THE DAY’S MOST OUTSTANDING PAGES
My favorite page in the country today was this one by the Patriot-News of Harrisburg, Pa., circulation 77,598:
What’s not to like here? I love the way the designer took down the size of the nameplate. I love the three little vignettes across the top. I love the nicely-cropped portraits in the centerpiece. I loved — Loved! — the main headline. The typography here was immaculate.
Editor David Newhouse tells us:
Our front was a Chris Boehke creation.
Given the nationalized election — yet an election in many pieces — I had asked for an [alternative story form] front integrating our coverage of the state with the whole country. Chris labored over how to organize it so it would offer a ton of information and still be clear and clean.
He did the design and supplied me at the beginning of the night with the length of every single hed and text block. I wrote all the copy to fit.
And, of course, this is Harrisburg we’re talking about here. Harrisburg, which runs a SPADEA every day.
So what did today’s SPADEA look like? Here’s what was laid atop the left side of the page:
The SPADEA was designed by Meg Lavey.
Here’s the entire thing, including the back side. Click for a larger view:
And that one was my very favorite page today.
A number of other pages were definitely in the outstanding category. Earlier today, I showed you this one by the Times of Huntsville, Ala., circulation 54,675:
I love the textured section at the top with old-style multiple decks. I love the lead photo by staffer Bob Gathany. Most of all, though, I love the way that the nameplate has been reversed out of red text, to commemorate the huge GOP victory Tuesday night.
Design director Paul Wallen tells us:
Today’s front page was a collaborative effort.
I started working with some images of paper textures overlaid with patriotic patterns a couple weeks ago when our election advance coverage started cranking up.
I first designed the nameplate and front page treatment that ran in today’s paper, then put together some smaller page toppers and logo treatments with different crops that we used throughout our advance coverage. My goal was to tie all the advance and live coverage together, but save the boldest treatment for today’s front page.
The front page and an inside page from Sunday’s edition.
Note the use of the design motif and texture:
I thought the nameplate reversed in the red texture helped lend a “special coverage” kind of feel, and that red also played subtly into the expected big Republican wins. That worked out well in the end, as it really wound up as an election of historic proportions here for the GOP.
I worked with editor Kevin Wendt in advance on what kind of headline treatments, results and story starts we might want on the front. Our goals were to be bold and festive but also flexible and easy to execute on a tight deadline.

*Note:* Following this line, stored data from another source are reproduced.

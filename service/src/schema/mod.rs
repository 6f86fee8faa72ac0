//! Named schema definitions
//!
//! A schema is a structural contract for one kind of record: which fields
//! must be present, their types, and their range, length, pattern and
//! allowed-value constraints. Schemas are supplied as data (YAML or JSON)
//! and compiled once on registration.

pub mod validator;

use indexmap::IndexMap;
use regex::Regex;
use serde::{Deserialize, Serialize};
use serde_json::Value;
use std::collections::HashMap;
use std::path::Path;
use std::sync::Arc;
use tracing::{debug, info, warn};
use validation_core::error::{Result, SolarValidationError};

use crate::json_path::FieldPath;

pub use validator::SchemaValidator;

/// JSON type expected for a field
#[derive(Debug, Clone, Copy, PartialEq, Eq, Hash, Serialize, Deserialize)]
#[serde(rename_all = "snake_case")]
pub enum FieldType {
    /// JSON string
    String,
    /// Any JSON number
    Number,
    /// JSON number without a fractional part
    Integer,
    /// JSON boolean
    Boolean,
    /// JSON object
    Object,
    /// JSON array
    Array,
    /// String holding an ISO 8601 date or RFC 3339 timestamp
    Date,
}

impl FieldType {
    /// Whether `value` has this type
    #[must_use]
    pub fn matches(self, value: &Value) -> bool {
        match self {
            Self::String => value.is_string(),
            Self::Number => value.is_number(),
            Self::Integer => {
                value.is_i64()
                    || value.is_u64()
                    || value.as_f64().is_some_and(|n| n.is_finite() && n.fract() == 0.0)
            }
            Self::Boolean => value.is_boolean(),
            Self::Object => value.is_object(),
            Self::Array => value.is_array(),
            Self::Date => value.as_str().is_some_and(|raw| {
                chrono::DateTime::parse_from_rfc3339(raw).is_ok()
                    || chrono::NaiveDate::parse_from_str(raw, "%Y-%m-%d").is_ok()
            }),
        }
    }
}

/// Constraints on a single field
#[derive(Debug, Clone, Default, PartialEq, Serialize, Deserialize)]
#[serde(default)]
pub struct FieldConstraint {
    /// Expected type
    #[serde(rename = "type")]
    pub field_type: Option<FieldType>,
    /// Field must be present and non-null
    pub required: bool,
    /// Lower numeric bound
    pub minimum: Option<f64>,
    /// Upper numeric bound
    pub maximum: Option<f64>,
    /// Lower bound is exclusive
    pub exclusive_minimum: bool,
    /// Upper bound is exclusive
    pub exclusive_maximum: bool,
    /// Minimum length of a string (characters) or array (items)
    pub min_length: Option<usize>,
    /// Maximum length of a string (characters) or array (items)
    pub max_length: Option<usize>,
    /// Regular expression a string must match
    pub pattern: Option<String>,
    /// Values the field may take
    pub allowed_values: Option<Vec<Value>>,
}

/// A named schema
#[derive(Debug, Clone, PartialEq, Serialize, Deserialize)]
pub struct SchemaDefinition {
    /// Schema name
    pub name: String,
    /// Description
    #[serde(default)]
    pub description: String,
    /// Constraints keyed by dot-separated field path
    #[serde(default)]
    pub fields: IndexMap<String, FieldConstraint>,
    /// Whether top-level fields not named in `fields` are tolerated
    #[serde(default = "default_additional_properties")]
    pub additional_properties: bool,
}

fn default_additional_properties() -> bool {
    true
}

impl SchemaDefinition {
    /// Create an empty, open schema
    pub fn new(name: impl Into<String>) -> Self {
        Self {
            name: name.into(),
            description: String::new(),
            fields: IndexMap::new(),
            additional_properties: true,
        }
    }

    /// Add a field constraint
    #[must_use]
    pub fn field(mut self, path: impl Into<String>, constraint: FieldConstraint) -> Self {
        self.fields.insert(path.into(), constraint);
        self
    }

    /// Forbid undeclared top-level fields
    #[must_use]
    pub fn closed(mut self) -> Self {
        self.additional_properties = false;
        self
    }
}

/// Field constraint with its path parsed and pattern compiled
#[derive(Debug)]
pub(crate) struct CompiledField {
    pub(crate) name: String,
    pub(crate) path: FieldPath,
    pub(crate) constraint: FieldConstraint,
    pub(crate) pattern: Option<Regex>,
}

/// Schema ready for validation
#[derive(Debug)]
pub struct CompiledSchema {
    definition: SchemaDefinition,
    pub(crate) fields: Vec<CompiledField>,
    pub(crate) top_level: Vec<String>,
}

impl CompiledSchema {
    /// Compile a definition
    ///
    /// # Errors
    ///
    /// Returns `SolarValidationError::InvalidSchema` for malformed paths,
    /// patterns that don't compile, or inverted bounds
    pub fn compile(definition: SchemaDefinition) -> Result<Self> {
        let mut fields = Vec::with_capacity(definition.fields.len());
        let mut top_level = Vec::new();

        for (name, constraint) in &definition.fields {
            let path = FieldPath::parse(name).map_err(|e| {
                SolarValidationError::invalid_schema(&definition.name, e.to_string())
            })?;

            if let (Some(min), Some(max)) = (constraint.minimum, constraint.maximum) {
                if min > max {
                    return Err(SolarValidationError::invalid_schema(
                        &definition.name,
                        format!("field '{name}' has minimum {min} above maximum {max}"),
                    ));
                }
            }
            if let (Some(min), Some(max)) = (constraint.min_length, constraint.max_length) {
                if min > max {
                    return Err(SolarValidationError::invalid_schema(
                        &definition.name,
                        format!("field '{name}' has min_length {min} above max_length {max}"),
                    ));
                }
            }

            let pattern = constraint
                .pattern
                .as_deref()
                .map(Regex::new)
                .transpose()
                .map_err(|e| {
                    SolarValidationError::invalid_schema(
                        &definition.name,
                        format!("field '{name}' has an invalid pattern: {e}"),
                    )
                })?;

            if let Some(crate::json_path::PathSegment::Property(first)) = path.segments().first() {
                if !top_level.contains(first) {
                    top_level.push(first.clone());
                }
            }

            fields.push(CompiledField {
                name: name.clone(),
                path,
                constraint: constraint.clone(),
                pattern,
            });
        }

        Ok(Self {
            definition,
            fields,
            top_level,
        })
    }

    /// The source definition
    #[must_use]
    pub fn definition(&self) -> &SchemaDefinition {
        &self.definition
    }
}

/// Registry of named schemas
///
/// Registering a name twice replaces the earlier definition, so schema
/// files can be reloaded.
#[derive(Debug, Default)]
pub struct SchemaRegistry {
    schemas: HashMap<String, Arc<CompiledSchema>>,
}

impl SchemaRegistry {
    /// Create an empty registry
    #[must_use]
    pub fn new() -> Self {
        Self::default()
    }

    /// Compile and register a schema
    ///
    /// # Errors
    ///
    /// Returns `SolarValidationError::InvalidSchema` if compilation fails
    pub fn register(&mut self, definition: SchemaDefinition) -> Result<()> {
        let name = definition.name.clone();
        let compiled = CompiledSchema::compile(definition)?;
        if self.schemas.insert(name.clone(), Arc::new(compiled)).is_some() {
            warn!(schema = %name, "Replaced existing schema definition");
        } else {
            debug!(schema = %name, "Registered schema");
        }
        Ok(())
    }

    /// Look up a compiled schema
    #[must_use]
    pub fn get(&self, name: &str) -> Option<Arc<CompiledSchema>> {
        self.schemas.get(name).cloned()
    }

    /// Whether a schema is registered
    #[must_use]
    pub fn contains(&self, name: &str) -> bool {
        self.schemas.contains_key(name)
    }

    /// Registered schema names, sorted
    #[must_use]
    pub fn names(&self) -> Vec<String> {
        let mut names: Vec<String> = self.schemas.keys().cloned().collect();
        names.sort();
        names
    }

    /// Number of registered schemas
    #[must_use]
    pub fn len(&self) -> usize {
        self.schemas.len()
    }

    /// Whether no schema is registered
    #[must_use]
    pub fn is_empty(&self) -> bool {
        self.schemas.is_empty()
    }

    /// Parse a schema document (YAML or JSON) and register it
    ///
    /// # Errors
    ///
    /// Returns a serialization error for unparseable documents, or
    /// `InvalidSchema` if compilation fails
    pub fn register_document(&mut self, document: &str) -> Result<()> {
        let definition: SchemaDefinition = serde_yaml::from_str(document)?;
        self.register(definition)
    }

    /// Load every `*.yaml`, `*.yml` and `*.json` file in a directory
    ///
    /// Returns the number of schemas loaded.
    ///
    /// # Errors
    ///
    /// Returns an IO error if the directory cannot be read, or the first
    /// parse/compile error encountered
    pub fn load_dir(&mut self, dir: &Path) -> Result<usize> {
        let mut paths: Vec<_> = std::fs::read_dir(dir)?
            .filter_map(std::result::Result::ok)
            .map(|entry| entry.path())
            .filter(|path| {
                path.extension()
                    .and_then(|ext| ext.to_str())
                    .is_some_and(|ext| matches!(ext, "yaml" | "yml" | "json"))
            })
            .collect();
        paths.sort();

        for path in &paths {
            let contents = std::fs::read_to_string(path)?;
            self.register_document(&contents).map_err(|e| {
                SolarValidationError::other(format!("{}: {e}", path.display()))
            })?;
        }

        info!(count = paths.len(), dir = %dir.display(), "Loaded schema definitions");
        Ok(paths.len())
    }
}

#[cfg(test)]
mod tests {
    use super::*;
    use serde_json::json;

    #[test]
    fn test_schema_document_parsing() -> std::result::Result<(), Box<dyn std::error::Error>> {
        let mut registry = SchemaRegistry::new();
        registry.register_document(
            r#"
name: solar_panel
additional_properties: false
fields:
  wattage: { type: number, required: true, minimum: 0 }
  model: { type: string, pattern: "^[A-Z0-9-]+$" }
  specs.voc: { type: number }
"#,
        )?;

        let schema = registry.get("solar_panel").ok_or("schema missing")?;
        assert!(!schema.definition().additional_properties);
        assert_eq!(schema.fields.len(), 3);
        assert_eq!(schema.top_level, vec!["wattage", "model", "specs"]);
        Ok(())
    }

    #[test]
    fn test_invalid_schemas_rejected() {
        let mut registry = SchemaRegistry::new();
        let inverted = SchemaDefinition::new("bad").field(
            "x",
            FieldConstraint {
                minimum: Some(10.0),
                maximum: Some(1.0),
                ..Default::default()
            },
        );
        assert!(matches!(
            registry.register(inverted),
            Err(SolarValidationError::InvalidSchema { .. })
        ));

        let bad_pattern = SchemaDefinition::new("bad").field(
            "x",
            FieldConstraint {
                pattern: Some("(".to_string()),
                ..Default::default()
            },
        );
        assert!(registry.register(bad_pattern).is_err());
        assert!(registry.is_empty());
    }

    #[test]
    fn test_field_types() {
        assert!(FieldType::Integer.matches(&json!(4)));
        assert!(FieldType::Integer.matches(&json!(4.0)));
        assert!(!FieldType::Integer.matches(&json!(4.5)));
        assert!(FieldType::Date.matches(&json!("2024-03-01")));
        assert!(!FieldType::Date.matches(&json!("March 1st")));
    }

    #[test]
    fn test_load_dir() -> std::result::Result<(), Box<dyn std::error::Error>> {
        let dir = tempfile::tempdir()?;
        std::fs::write(
            dir.path().join("inverter.yaml"),
            "name: inverter\nfields:\n  capacity_kw: { type: number, required: true }\n",
        )?;
        std::fs::write(
            dir.path().join("battery.json"),
            r#"{"name": "battery", "fields": {"capacity_kwh": {"type": "number"}}}"#,
        )?;
        std::fs::write(dir.path().join("README.md"), "not a schema")?;

        let mut registry = SchemaRegistry::new();
        assert_eq!(registry.load_dir(dir.path())?, 2);
        assert_eq!(registry.names(), vec!["battery", "inverter"]);
        Ok(())
    }
}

Elizabeth Hoekenga designed the front page and jumps last night, while I handled some inside pages and floated around to help others and keep the trains on schedule. She did a great job of staying cool under pressure, juggling lots of moving parts and working to seamlessly fold in changes as the news took shape through the night.

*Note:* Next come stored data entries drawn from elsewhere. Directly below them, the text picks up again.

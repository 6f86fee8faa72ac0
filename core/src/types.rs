//! Request-side types: contexts, rule specifications and validation requests

use chrono::{DateTime, Utc};
use serde::{Deserialize, Serialize};
use serde_json::{Map, Value};
use std::fmt;

use crate::configuration::{EngineConfig, RequestDefaults};
use crate::validation::{RuleCategory, ValidationSeverity};

/// Why a validation call is being made
///
/// The orchestrator preprocesses payloads differently per context type.
#[derive(Debug, Clone, Copy, Default, PartialEq, Eq, Hash, Serialize, Deserialize)]
#[serde(rename_all = "snake_case")]
pub enum ContextType {
    /// Data typed by an end user into a web or mobile form
    #[default]
    UserInput,
    /// Data arriving through the public API
    ApiRequest,
    /// Data about to be written by a persistence layer
    DatabaseOperation,
    /// Live sensor or inverter telemetry
    RealTimeMonitoring,
    /// Bulk imports and offline-sync replays
    BatchProcessing,
    /// Calls made by the platform itself
    SystemInternal,
}

impl fmt::Display for ContextType {
    fn fmt(&self, f: &mut fmt::Formatter<'_>) -> fmt::Result {
        let name = match self {
            Self::UserInput => "user_input",
            Self::ApiRequest => "api_request",
            Self::DatabaseOperation => "database_operation",
            Self::RealTimeMonitoring => "real_time_monitoring",
            Self::BatchProcessing => "batch_processing",
            Self::SystemInternal => "system_internal",
        };
        f.write_str(name)
    }
}

/// Kind of operation the record is subject to
#[derive(Debug, Clone, Copy, Default, PartialEq, Eq, Hash, Serialize, Deserialize)]
#[serde(rename_all = "snake_case")]
pub enum OperationKind {
    /// New record
    #[default]
    Create,
    /// Modified record
    Update,
    /// Record about to be removed
    Delete,
    /// Record being read back
    Read,
    /// Record rewritten by a schema migration
    Migration,
    /// Record submitted as part of a batch
    Batch,
}

/// Kind of solar-domain record being validated
#[derive(Debug, Clone, Copy, PartialEq, Eq, Hash, Serialize, Deserialize)]
#[serde(rename_all = "snake_case")]
pub enum RecordCategory {
    /// Panel, inverter or battery specification
    EquipmentSpec,
    /// Complete system design (array, strings, inverter)
    SystemConfiguration,
    /// Quote, invoice, loan or incentive record
    FinancialRecord,
    /// Telemetry sample from a monitored system
    SensorReading,
    /// Installation job and its milestones
    Installation,
    /// Customer project
    Project,
    /// Marketplace user profile
    UserProfile,
}

impl fmt::Display for RecordCategory {
    fn fmt(&self, f: &mut fmt::Formatter<'_>) -> fmt::Result {
        let name = match self {
            Self::EquipmentSpec => "equipment_spec",
            Self::SystemConfiguration => "system_configuration",
            Self::FinancialRecord => "financial_record",
            Self::SensorReading => "sensor_reading",
            Self::Installation => "installation",
            Self::Project => "project",
            Self::UserProfile => "user_profile",
        };
        f.write_str(name)
    }
}

/// Metadata describing why and how a validation call is made
///
/// Created fresh per request and never persisted.
#[derive(Debug, Clone, PartialEq, Serialize, Deserialize)]
pub struct ValidationContext {
    /// Context type driving preprocessing
    #[serde(rename = "type")]
    pub context_type: ContextType,
    /// Collection the record belongs to
    #[serde(default)]
    pub collection: String,
    /// Operation kind
    #[serde(default)]
    pub operation: OperationKind,
    /// Environment tag (e.g. "production")
    #[serde(default = "default_environment")]
    pub environment: String,
    /// When the call was made
    #[serde(default = "Utc::now")]
    pub timestamp: DateTime<Utc>,
    /// Acting user or service, if known
    #[serde(default)]
    pub actor: Option<String>,
    /// Opaque caller metadata
    #[serde(default)]
    pub metadata: Map<String, Value>,
}

fn default_environment() -> String {
    "production".to_string()
}

impl ValidationContext {
    /// Create a context of the given type with defaults for everything else
    #[must_use]
    pub fn new(context_type: ContextType) -> Self {
        Self {
            context_type,
            collection: String::new(),
            operation: OperationKind::default(),
            environment: default_environment(),
            timestamp: Utc::now(),
            actor: None,
            metadata: Map::new(),
        }
    }

    /// Set the collection
    #[must_use]
    pub fn with_collection(mut self, collection: impl Into<String>) -> Self {
        self.collection = collection.into();
        self
    }

    /// Set the operation kind
    #[must_use]
    pub fn with_operation(mut self, operation: OperationKind) -> Self {
        self.operation = operation;
        self
    }

    /// Set the environment tag
    #[must_use]
    pub fn with_environment(mut self, environment: impl Into<String>) -> Self {
        self.environment = environment.into();
        self
    }

    /// Set the acting identity
    #[must_use]
    pub fn with_actor(mut self, actor: impl Into<String>) -> Self {
        self.actor = Some(actor.into());
        self
    }
}

/// Built-in, data-driven predicate kinds
///
/// Every variant can be serialized, so rule sets can be stored, audited and
/// shipped with a request.
#[derive(Debug, Clone, PartialEq, Serialize, Deserialize)]
#[serde(tag = "type", rename_all = "snake_case")]
pub enum PredicateSpec {
    /// Value must be present and non-null
    Required,
    /// Value must be a number greater than zero; suggests the absolute value
    PositiveNumber,
    /// Value must be a number of at least zero; suggests zero
    NonNegative,
    /// Value must lie within `[min, max]`; suggests the violated bound
    Range {
        /// Inclusive lower bound
        #[serde(default)]
        min: Option<f64>,
        /// Inclusive upper bound
        #[serde(default)]
        max: Option<f64>,
    },
    /// String must have at least `min` characters
    MinLength {
        /// Minimum character count
        min: usize,
    },
    /// String must have at most `max` characters; suggests the truncated string
    MaxLength {
        /// Maximum character count
        max: usize,
    },
    /// String must match a regular expression
    Pattern {
        /// Regular expression
        pattern: String,
    },
    /// Value must equal one of the listed values
    OneOf {
        /// Allowed values
        values: Vec<Value>,
    },
    /// Value must be a non-empty array
    NonEmptyArray,
    /// String must be an RFC 3339 timestamp or a `YYYY-MM-DD` date
    IsoDate,
    /// Date must not lie in the future
    NotFutureDate,
    /// Numeric value must not exceed the value at another field path
    FieldLessOrEqual {
        /// Dot-separated path of the other field
        other: String,
    },
}

/// Serializable description of a custom validation rule
#[derive(Debug, Clone, PartialEq, Serialize, Deserialize)]
pub struct RuleSpec {
    /// Unique identifier
    pub id: String,
    /// Human name
    #[serde(default)]
    pub name: String,
    /// Description
    #[serde(default)]
    pub description: String,
    /// Target field path; `None` or `"*"` means the whole record
    #[serde(default)]
    pub field: Option<String>,
    /// Severity of a failure
    #[serde(default = "default_rule_severity")]
    pub severity: ValidationSeverity,
    /// Rule category
    #[serde(default = "default_rule_category")]
    pub category: RuleCategory,
    /// Rules that must be evaluated first
    #[serde(default)]
    pub dependencies: Vec<String>,
    /// Message used when the rule fails
    #[serde(default)]
    pub message: Option<String>,
    /// Predicate to evaluate
    pub predicate: PredicateSpec,
}

fn default_rule_severity() -> ValidationSeverity {
    ValidationSeverity::Error
}

fn default_rule_category() -> RuleCategory {
    RuleCategory::Business
}

impl RuleSpec {
    /// Create a new rule specification targeting a field
    pub fn new(id: impl Into<String>, field: Option<&str>, predicate: PredicateSpec) -> Self {
        let id = id.into();
        Self {
            name: id.clone(),
            id,
            description: String::new(),
            field: field.map(str::to_string),
            severity: default_rule_severity(),
            category: default_rule_category(),
            dependencies: Vec::new(),
            message: None,
            predicate,
        }
    }

    /// Set the severity
    #[must_use]
    pub fn with_severity(mut self, severity: ValidationSeverity) -> Self {
        self.severity = severity;
        self
    }

    /// Set the category
    #[must_use]
    pub fn with_category(mut self, category: RuleCategory) -> Self {
        self.category = category;
        self
    }

    /// Add a dependency
    #[must_use]
    pub fn depends_on(mut self, rule_id: impl Into<String>) -> Self {
        self.dependencies.push(rule_id.into());
        self
    }
}

/// A custom rule as referenced by a request
#[derive(Debug, Clone, PartialEq, Serialize, Deserialize)]
#[serde(tag = "kind", rename_all = "snake_case")]
pub enum CustomRuleRef {
    /// A rule already present in the engine's registry
    Registered {
        /// Registered rule id
        id: String,
    },
    /// A rule defined inline by the caller
    Inline(RuleSpec),
}

impl CustomRuleRef {
    /// Identifier of the referenced rule
    #[must_use]
    pub fn id(&self) -> &str {
        match self {
            Self::Registered { id } => id,
            Self::Inline(spec) => &spec.id,
        }
    }
}

/// The rules a request asks to apply
#[derive(Debug, Clone, Default, PartialEq, Serialize, Deserialize)]
pub struct RuleSet {
    /// Named schemas
    #[serde(default)]
    pub schemas: Vec<String>,
    /// Custom rules, registered or inline
    #[serde(default)]
    pub custom_rules: Vec<CustomRuleRef>,
    /// Named cross-validation rules
    #[serde(default)]
    pub cross_validations: Vec<String>,
}

/// Per-request configuration block
///
/// `max_errors` and `timeout_ms` left unset take the engine's
/// [`RequestDefaults`] when the request is validated.
#[derive(Debug, Clone, PartialEq, Serialize, Deserialize)]
#[serde(default)]
pub struct RequestConfig {
    /// Treat warning-level failures as blocking
    pub strict_mode: bool,
    /// Stop evaluating custom rules after this many blocking failures
    pub max_errors: Option<usize>,
    /// Time budget for the whole pipeline in milliseconds
    pub timeout_ms: Option<u64>,
    /// Consult and populate the result cache
    pub enable_caching: bool,
    /// Record process-wide metrics for this request
    pub enable_metrics: bool,
    /// Override the engine's unknown cross-rule policy
    pub strict_cross_validation: Option<bool>,
}

impl Default for RequestConfig {
    fn default() -> Self {
        Self {
            strict_mode: false,
            max_errors: None,
            timeout_ms: None,
            enable_caching: true,
            enable_metrics: true,
            strict_cross_validation: None,
        }
    }
}

impl RequestConfig {
    /// Request configuration with every default taken from the engine
    #[must_use]
    pub fn from_engine(config: &EngineConfig) -> Self {
        let mut request = Self {
            enable_caching: config.cache.enabled,
            ..Self::default()
        };
        request.apply_defaults(&config.defaults);
        request
    }

    /// Fill unset limits from the engine defaults
    pub fn apply_defaults(&mut self, defaults: &RequestDefaults) {
        self.max_errors.get_or_insert(defaults.max_errors);
        self.timeout_ms.get_or_insert(defaults.timeout_ms);
    }

    /// Time budget, falling back to the engine default
    #[must_use]
    pub fn timeout_ms_or(&self, defaults: &RequestDefaults) -> u64 {
        self.timeout_ms.unwrap_or(defaults.timeout_ms)
    }

    /// Error budget, falling back to the engine default; 0 means no limit
    #[must_use]
    pub fn max_errors_or(&self, defaults: &RequestDefaults) -> usize {
        self.max_errors.unwrap_or(defaults.max_errors)
    }
}

/// Payload plus side metadata
#[derive(Debug, Clone, Default, PartialEq, Serialize, Deserialize)]
pub struct RequestData {
    /// Record under test, possibly with sibling entities
    pub payload: Value,
    /// Side metadata (authentication token, source system, ...)
    #[serde(default)]
    pub metadata: Map<String, Value>,
}

/// A complete validation request
#[derive(Debug, Clone, PartialEq, Serialize, Deserialize)]
pub struct ValidationRequest {
    /// Request identifier
    #[serde(default = "new_request_id")]
    pub id: String,
    /// When the request was created
    #[serde(default = "Utc::now")]
    pub timestamp: DateTime<Utc>,
    /// Call context
    pub context: ValidationContext,
    /// Record category
    pub category: RecordCategory,
    /// Configuration block
    #[serde(default)]
    pub config: RequestConfig,
    /// Data to validate
    pub data: RequestData,
    /// Rules to apply
    #[serde(default)]
    pub rules: RuleSet,
}

fn new_request_id() -> String {
    uuid::Uuid::new_v4().to_string()
}

impl ValidationRequest {
    /// Create a request with a generated id and default configuration
    #[must_use]
    pub fn new(context: ValidationContext, category: RecordCategory, payload: Value) -> Self {
        Self {
            id: new_request_id(),
            timestamp: Utc::now(),
            context,
            category,
            config: RequestConfig::default(),
            data: RequestData {
                payload,
                metadata: Map::new(),
            },
            rules: RuleSet::default(),
        }
    }

    /// Apply a named schema
    #[must_use]
    pub fn with_schema(mut self, name: impl Into<String>) -> Self {
        self.rules.schemas.push(name.into());
        self
    }

    /// Apply a custom rule
    #[must_use]
    pub fn with_rule(mut self, rule: CustomRuleRef) -> Self {
        self.rules.custom_rules.push(rule);
        self
    }

    /// Apply a registered custom rule by id
    #[must_use]
    pub fn with_registered_rule(self, id: impl Into<String>) -> Self {
        self.with_rule(CustomRuleRef::Registered { id: id.into() })
    }

    /// Apply a named cross-validation rule
    #[must_use]
    pub fn with_cross_rule(mut self, name: impl Into<String>) -> Self {
        self.rules.cross_validations.push(name.into());
        self
    }

    /// Replace the configuration block
    #[must_use]
    pub fn with_config(mut self, config: RequestConfig) -> Self {
        self.config = config;
        self
    }

    /// Add a side-metadata entry
    #[must_use]
    pub fn with_metadata(mut self, key: impl Into<String>, value: Value) -> Self {
        self.data.metadata.insert(key.into(), value);
        self
    }
}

I truly thought everyone at the Times did a great job, it was one of the smoothest election nights I’ve been a part of.
Next up is the Indianapolis Star, circulation 186,127.

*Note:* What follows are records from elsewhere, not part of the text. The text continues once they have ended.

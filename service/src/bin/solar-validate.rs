//! `solar-validate` command-line tool

use clap::Parser;
use validation_service::cli::{self, Cli};

#[tokio::main]
async fn main() -> anyhow::Result<()> {
    let valid = cli::run(Cli::parse()).await?;
    if !valid {
        std::process::exit(1);
    }
    Ok(())
}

What I liked most here were the vignettes across the top and again, a red reverse bar. Instead of the nameplate, however, this one contained the main headline:
The rest of the page is nice and clean and structure.
Assistant managing editor Scott Goldman tells us:
Yeah, we were really pleased with the page as well.
Design director Ryan Hildebrandt was at the helm last night. That was his fabulous work. Honestly, he sketched out about four versions Monday, and this one was his “extreme” scenario. I loved it right from the start, and we went in planning to “go big” with this kind of look. And then the night went as it did, and very early we knew we had the right play.
We’re always pushing to think differently on Page 1, and our editor and publisher are really stressing the importance of bold presentation every day. We think this one pressed all the right buttons!
I’d like to second Scott’s endorsement of his editor, Dennis Ryerson. I worked for the man back a decade ago, in Des Moines. He’s top-notch. But, then again, so are Scott, Ryan and the rest of the crew in Indy.
Next in today’s hall of fame is another page that wowed me early this morning: The Tribune of Salt Lake City, circulation 112,585:
I’m fascinated with the way design director Colin Smith connected the bar charts with the photos. A subtle touch, but a very nice one. Again, note the rest of the page is nice and clean and typographically immaculate.
Colin tells us:
Well, I can say those little graphics shaved about two years off my life but, for the most part, weren’t too difficult.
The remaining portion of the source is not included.